**The problem:** Given the entries that follow, write out exactly the lines starting at the one containing "filename kdcloud/src/lib.rs" and ending at the one containing "CONDITIONS OF ANY", both ends included, and only those.

(Collected data)
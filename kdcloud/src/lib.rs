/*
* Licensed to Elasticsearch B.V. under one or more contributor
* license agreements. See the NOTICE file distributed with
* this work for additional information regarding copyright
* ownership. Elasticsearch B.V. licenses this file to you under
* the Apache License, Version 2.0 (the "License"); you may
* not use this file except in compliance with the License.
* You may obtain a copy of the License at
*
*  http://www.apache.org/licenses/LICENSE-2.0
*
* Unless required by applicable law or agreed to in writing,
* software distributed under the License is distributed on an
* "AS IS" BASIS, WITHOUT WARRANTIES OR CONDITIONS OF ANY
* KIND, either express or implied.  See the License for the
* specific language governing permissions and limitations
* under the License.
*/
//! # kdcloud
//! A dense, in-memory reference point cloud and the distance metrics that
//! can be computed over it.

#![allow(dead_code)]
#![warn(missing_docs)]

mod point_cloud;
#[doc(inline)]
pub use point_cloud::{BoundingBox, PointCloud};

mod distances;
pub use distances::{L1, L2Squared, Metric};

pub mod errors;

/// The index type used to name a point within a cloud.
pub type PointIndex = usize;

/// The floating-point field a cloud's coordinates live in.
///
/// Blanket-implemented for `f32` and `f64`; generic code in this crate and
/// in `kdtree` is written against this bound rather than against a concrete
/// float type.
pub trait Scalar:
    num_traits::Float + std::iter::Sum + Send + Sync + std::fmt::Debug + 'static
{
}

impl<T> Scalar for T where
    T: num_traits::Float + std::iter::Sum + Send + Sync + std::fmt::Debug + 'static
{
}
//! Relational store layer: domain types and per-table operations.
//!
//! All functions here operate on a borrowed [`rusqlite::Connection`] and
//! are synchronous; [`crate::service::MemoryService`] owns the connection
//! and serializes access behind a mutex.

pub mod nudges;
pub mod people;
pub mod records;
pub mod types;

--

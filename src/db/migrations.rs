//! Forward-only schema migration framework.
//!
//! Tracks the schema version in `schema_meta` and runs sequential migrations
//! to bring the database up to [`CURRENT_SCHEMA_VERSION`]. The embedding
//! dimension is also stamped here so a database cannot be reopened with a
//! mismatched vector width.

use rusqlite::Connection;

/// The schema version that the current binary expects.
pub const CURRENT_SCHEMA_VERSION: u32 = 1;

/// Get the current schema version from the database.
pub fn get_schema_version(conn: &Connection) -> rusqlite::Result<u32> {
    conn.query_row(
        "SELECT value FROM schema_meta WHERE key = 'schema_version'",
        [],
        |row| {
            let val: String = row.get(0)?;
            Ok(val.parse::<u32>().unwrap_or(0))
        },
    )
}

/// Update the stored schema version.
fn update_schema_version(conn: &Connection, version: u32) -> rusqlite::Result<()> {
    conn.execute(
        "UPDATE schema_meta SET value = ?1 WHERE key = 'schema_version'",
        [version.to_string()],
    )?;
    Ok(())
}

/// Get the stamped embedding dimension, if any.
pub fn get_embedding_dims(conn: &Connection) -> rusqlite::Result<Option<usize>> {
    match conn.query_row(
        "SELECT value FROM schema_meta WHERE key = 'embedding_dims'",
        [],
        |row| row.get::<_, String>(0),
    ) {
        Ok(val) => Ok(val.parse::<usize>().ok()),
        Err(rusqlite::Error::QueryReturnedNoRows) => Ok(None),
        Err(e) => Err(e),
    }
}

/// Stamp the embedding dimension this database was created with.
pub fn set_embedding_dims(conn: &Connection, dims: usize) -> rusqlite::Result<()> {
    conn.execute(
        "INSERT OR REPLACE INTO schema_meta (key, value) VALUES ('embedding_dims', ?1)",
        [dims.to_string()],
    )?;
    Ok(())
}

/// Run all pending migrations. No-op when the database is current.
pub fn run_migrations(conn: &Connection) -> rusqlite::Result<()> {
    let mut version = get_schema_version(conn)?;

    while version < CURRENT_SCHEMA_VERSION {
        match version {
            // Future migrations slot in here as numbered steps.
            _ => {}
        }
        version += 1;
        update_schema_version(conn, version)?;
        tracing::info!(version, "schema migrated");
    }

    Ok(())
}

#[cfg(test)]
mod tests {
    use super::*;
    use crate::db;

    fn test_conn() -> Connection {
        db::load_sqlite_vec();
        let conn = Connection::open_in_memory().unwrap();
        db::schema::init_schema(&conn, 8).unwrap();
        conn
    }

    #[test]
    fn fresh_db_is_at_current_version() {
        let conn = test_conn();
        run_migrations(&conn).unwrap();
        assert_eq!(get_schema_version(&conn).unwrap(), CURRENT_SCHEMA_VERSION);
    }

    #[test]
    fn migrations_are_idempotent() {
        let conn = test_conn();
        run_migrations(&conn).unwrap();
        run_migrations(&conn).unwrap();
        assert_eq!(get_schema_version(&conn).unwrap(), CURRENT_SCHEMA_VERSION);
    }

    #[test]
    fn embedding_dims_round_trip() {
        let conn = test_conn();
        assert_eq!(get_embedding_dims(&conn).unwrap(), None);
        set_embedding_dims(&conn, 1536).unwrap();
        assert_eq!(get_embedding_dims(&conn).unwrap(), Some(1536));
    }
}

==

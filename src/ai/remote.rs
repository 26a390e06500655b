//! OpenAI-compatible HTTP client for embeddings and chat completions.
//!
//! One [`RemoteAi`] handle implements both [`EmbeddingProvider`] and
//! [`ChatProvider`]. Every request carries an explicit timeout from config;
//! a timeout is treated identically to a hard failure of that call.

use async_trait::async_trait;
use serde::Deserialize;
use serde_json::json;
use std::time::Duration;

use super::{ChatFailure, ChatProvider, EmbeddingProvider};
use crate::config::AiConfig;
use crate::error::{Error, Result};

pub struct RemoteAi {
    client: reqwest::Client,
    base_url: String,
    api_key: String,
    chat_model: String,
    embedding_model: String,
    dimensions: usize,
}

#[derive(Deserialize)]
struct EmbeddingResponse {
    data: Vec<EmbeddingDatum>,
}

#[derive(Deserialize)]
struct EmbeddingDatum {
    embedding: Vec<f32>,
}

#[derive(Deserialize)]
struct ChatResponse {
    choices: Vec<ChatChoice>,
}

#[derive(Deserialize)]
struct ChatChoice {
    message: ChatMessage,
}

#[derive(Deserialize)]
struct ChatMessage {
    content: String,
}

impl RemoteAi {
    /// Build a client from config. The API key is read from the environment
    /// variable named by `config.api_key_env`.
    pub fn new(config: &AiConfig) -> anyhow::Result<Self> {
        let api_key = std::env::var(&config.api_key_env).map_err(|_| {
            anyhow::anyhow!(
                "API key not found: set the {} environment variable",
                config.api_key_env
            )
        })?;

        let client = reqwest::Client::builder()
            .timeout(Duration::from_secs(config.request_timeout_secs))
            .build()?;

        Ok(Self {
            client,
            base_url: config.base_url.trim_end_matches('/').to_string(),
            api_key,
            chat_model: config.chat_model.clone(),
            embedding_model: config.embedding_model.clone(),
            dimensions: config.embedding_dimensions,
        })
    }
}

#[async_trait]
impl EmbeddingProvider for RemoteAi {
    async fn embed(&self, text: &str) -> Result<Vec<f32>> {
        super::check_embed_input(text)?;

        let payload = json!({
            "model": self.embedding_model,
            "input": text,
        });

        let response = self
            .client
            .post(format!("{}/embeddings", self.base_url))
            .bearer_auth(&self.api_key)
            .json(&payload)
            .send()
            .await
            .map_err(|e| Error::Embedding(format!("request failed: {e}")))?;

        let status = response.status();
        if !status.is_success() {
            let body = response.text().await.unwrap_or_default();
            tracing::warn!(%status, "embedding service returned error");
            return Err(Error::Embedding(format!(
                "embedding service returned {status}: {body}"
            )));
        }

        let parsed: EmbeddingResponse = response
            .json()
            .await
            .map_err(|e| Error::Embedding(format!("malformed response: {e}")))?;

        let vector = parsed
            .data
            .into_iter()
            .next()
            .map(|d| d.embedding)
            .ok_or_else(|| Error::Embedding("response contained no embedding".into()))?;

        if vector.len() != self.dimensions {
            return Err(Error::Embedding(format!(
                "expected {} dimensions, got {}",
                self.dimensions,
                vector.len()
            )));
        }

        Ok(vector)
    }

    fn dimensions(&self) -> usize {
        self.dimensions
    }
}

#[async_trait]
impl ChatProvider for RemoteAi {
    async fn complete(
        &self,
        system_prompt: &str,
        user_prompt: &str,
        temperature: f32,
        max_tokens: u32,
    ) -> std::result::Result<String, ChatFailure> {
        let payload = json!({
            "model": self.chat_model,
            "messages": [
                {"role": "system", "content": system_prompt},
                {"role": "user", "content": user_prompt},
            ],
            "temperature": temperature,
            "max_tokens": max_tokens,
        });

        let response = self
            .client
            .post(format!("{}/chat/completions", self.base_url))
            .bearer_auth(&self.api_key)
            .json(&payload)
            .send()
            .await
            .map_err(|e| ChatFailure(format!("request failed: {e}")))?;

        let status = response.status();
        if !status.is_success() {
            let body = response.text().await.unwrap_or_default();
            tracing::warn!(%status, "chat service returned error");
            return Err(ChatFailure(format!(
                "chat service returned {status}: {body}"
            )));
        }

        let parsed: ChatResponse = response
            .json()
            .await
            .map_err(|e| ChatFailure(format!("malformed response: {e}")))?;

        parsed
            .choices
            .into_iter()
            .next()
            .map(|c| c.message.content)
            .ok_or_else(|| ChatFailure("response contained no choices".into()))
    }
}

**Response:**
filename kdcloud/src/lib.rs
/*
* Licensed to Elasticsearch B.V. under one or more contributor
* license agreements. See the NOTICE file distributed with
* this work for additional information regarding copyright
* ownership. Elasticsearch B.V. licenses this file to you under
* the Apache License, Version 2.0 (the "License"); you may
* not use this file except in compliance with the License.
* You may obtain a copy of the License at
*
*  http://www.apache.org/licenses/LICENSE-2.0
*
* Unless required by applicable law or agreed to in writing,
* software distributed under the License is distributed on an
* "AS IS" BASIS, WITHOUT WARRANTIES OR CONDITIONS OF ANY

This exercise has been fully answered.